**What to produce:**
Reproduce all of the entries below exactly, without a single change.

Collected data entries:

◇ ◇ ◇

use std::fmt::{Display, Formatter, Result as FmtResult};
use std::str::FromStr;

/// Sink backend types
///
/// Defined in core because it is read by configuration and by the sink factory.
#[derive(Debug, Clone, Copy, PartialEq, Eq, serde::Serialize, serde::Deserialize)]
#[serde(rename_all = "lowercase")]
pub enum SinkBackend {
    /// Remote script endpoint, one JSON record per call.
    Script,
    /// Cloud file store rooted in a local directory.
    Local,
    /// Cloud file store on S3 or an S3-compatible provider.
    S3,
}

impl FromStr for SinkBackend {
    type Err = anyhow::Error;

    fn from_str(s: &str) -> Result<Self, Self::Err> {
        match s.to_lowercase().as_str() {
            "script" | "gas" => Ok(SinkBackend::Script),
            "local" => Ok(SinkBackend::Local),
            "s3" => Ok(SinkBackend::S3),
            _ => Err(anyhow::anyhow!("Invalid sink backend: {}", s)),
        }
    }
}

impl Display for SinkBackend {
    fn fmt(&self, f: &mut Formatter<'_>) -> FmtResult {
        match self {
            SinkBackend::Script => write!(f, "script"),
            SinkBackend::Local => write!(f, "local"),
            SinkBackend::S3 => write!(f, "s3"),
        }
    }
}

/// How the relay splits a submission into sink calls.
#[derive(Debug, Clone, Copy, PartialEq, Eq, Default, serde::Serialize, serde::Deserialize)]
#[serde(rename_all = "snake_case")]
pub enum ForwardMode {
    /// One sink call per image, paced.
    #[default]
    PerImage,
    /// One sink call carrying every image.
    Single,
}

impl FromStr for ForwardMode {
    type Err = anyhow::Error;

    fn from_str(s: &str) -> Result<Self, Self::Err> {
        match s.to_lowercase().as_str() {
            "per_image" | "per-image" | "fanout" | "fan_out" => Ok(ForwardMode::PerImage),
            "single" | "batch" => Ok(ForwardMode::Single),
            _ => Err(anyhow::anyhow!("Invalid forward mode: {}", s)),
        }
    }
}

impl Display for ForwardMode {
    fn fmt(&self, f: &mut Formatter<'_>) -> FmtResult {
        match self {
            ForwardMode::PerImage => write!(f, "per_image"),
            ForwardMode::Single => write!(f, "single"),
        }
    }
}

#[cfg(test)]
mod tests {
    use super::*;

    #[test]
    fn test_sink_backend_parse() {
        assert_eq!("script".parse::<SinkBackend>().unwrap(), SinkBackend::Script);
        assert_eq!("GAS".parse::<SinkBackend>().unwrap(), SinkBackend::Script);
        assert_eq!("Local".parse::<SinkBackend>().unwrap(), SinkBackend::Local);
        assert_eq!("s3".parse::<SinkBackend>().unwrap(), SinkBackend::S3);
        assert!("nfs".parse::<SinkBackend>().is_err());
    }

    #[test]
    fn test_forward_mode_roundtrip_display() {
        for mode in [ForwardMode::PerImage, ForwardMode::Single] {
            assert_eq!(mode.to_string().parse::<ForwardMode>().unwrap(), mode);
        }
        assert_eq!(ForwardMode::default(), ForwardMode::PerImage);
    }
}
//! Shared constants.

/// Versioned API prefix. `/upload` is also mounted at the root for older form builds.
pub const API_PREFIX: &str = "/api/v0";

/// Relay ingress path.
pub const UPLOAD_PATH: &str = "/upload";

/// Default downsampling width applied on the client before upload.
pub const DEFAULT_MAX_WIDTH: u32 = 800;

/// Default JPEG quality factor (0.0..=1.0) applied on the client.
pub const DEFAULT_JPEG_QUALITY: f32 = 0.3;

/// MIME type of every image written to a sink.
pub const JPEG_MIME: &str = "image/jpeg";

◇ ◇ ◇

**Task answer:**
use std::fmt::{Display, Formatter, Result as FmtResult};
use std::str::FromStr;

/// Sink backend types
///
/// Defined in core because it is read by configuration and by the sink factory.
#[derive(Debug, Clone, Copy, PartialEq, Eq, serde::Serialize, serde::Deserialize)]
#[serde(rename_all = "lowercase")]
pub enum SinkBackend {
    /// Remote script endpoint, one JSON record per call.
    Script,
    /// Cloud file store rooted in a local directory.
    Local,
    /// Cloud file store on S3 or an S3-compatible provider.
    S3,
}

impl FromStr for SinkBackend {
    type Err = anyhow::Error;

    fn from_str(s: &str) -> Result<Self, Self::Err> {
        match s.to_lowercase().as_str() {
            "script" | "gas" => Ok(SinkBackend::Script),
            "local" => Ok(SinkBackend::Local),
            "s3" => Ok(SinkBackend::S3),
            _ => Err(anyhow::anyhow!("Invalid sink backend: {}", s)),
        }
    }
}

impl Display for SinkBackend {
    fn fmt(&self, f: &mut Formatter<'_>) -> FmtResult {
        match self {
            SinkBackend::Script => write!(f, "script"),
            SinkBackend::Local => write!(f, "local"),
            SinkBackend::S3 => write!(f, "s3"),
        }
    }
}

/// How the relay splits a submission into sink calls.
#[derive(Debug, Clone, Copy, PartialEq, Eq, Default, serde::Serialize, serde::Deserialize)]
#[serde(rename_all = "snake_case")]
pub enum ForwardMode {
    /// One sink call per image, paced.
    #[default]
    PerImage,
    /// One sink call carrying every image.
    Single,
}

impl FromStr for ForwardMode {
    type Err = anyhow::Error;

    fn from_str(s: &str) -> Result<Self, Self::Err> {
        match s.to_lowercase().as_str() {
            "per_image" | "per-image" | "fanout" | "fan_out" => Ok(ForwardMode::PerImage),
            "single" | "batch" => Ok(ForwardMode::Single),
            _ => Err(anyhow::anyhow!("Invalid forward mode: {}", s)),
        }
    }
}

impl Display for ForwardMode {
    fn fmt(&self, f: &mut Formatter<'_>) -> FmtResult {
        match self {
            ForwardMode::PerImage => write!(f, "per_image"),
            ForwardMode::Single => write!(f, "single"),
        }
    }
}

#[cfg(test)]
mod tests {
    use super::*;

    #[test]
    fn test_sink_backend_parse() {
        assert_eq!("script".parse::<SinkBackend>().unwrap(), SinkBackend::Script);
        assert_eq!("GAS".parse::<SinkBackend>().unwrap(), SinkBackend::Script);
        assert_eq!("Local".parse::<SinkBackend>().unwrap(), SinkBackend::Local);
        assert_eq!("s3".parse::<SinkBackend>().unwrap(), SinkBackend::S3);
        assert!("nfs".parse::<SinkBackend>().is_err());
    }

    #[test]
    fn test_forward_mode_roundtrip_display() {
        for mode in [ForwardMode::PerImage, ForwardMode::Single] {
            assert_eq!(mode.to_string().parse::<ForwardMode>().unwrap(), mode);
        }
        assert_eq!(ForwardMode::default(), ForwardMode::PerImage);
    }
}
//! Shared constants.

/// Versioned API prefix. `/upload` is also mounted at the root for older form builds.
pub const API_PREFIX: &str = "/api/v0";

/// Relay ingress path.
pub const UPLOAD_PATH: &str = "/upload";

/// Default downsampling width applied on the client before upload.
pub const DEFAULT_MAX_WIDTH: u32 = 800;

/// Default JPEG quality factor (0.0..=1.0) applied on the client.
pub const DEFAULT_JPEG_QUALITY: f32 = 0.3;

/// MIME type of every image written to a sink.
pub const JPEG_MIME: &str = "image/jpeg";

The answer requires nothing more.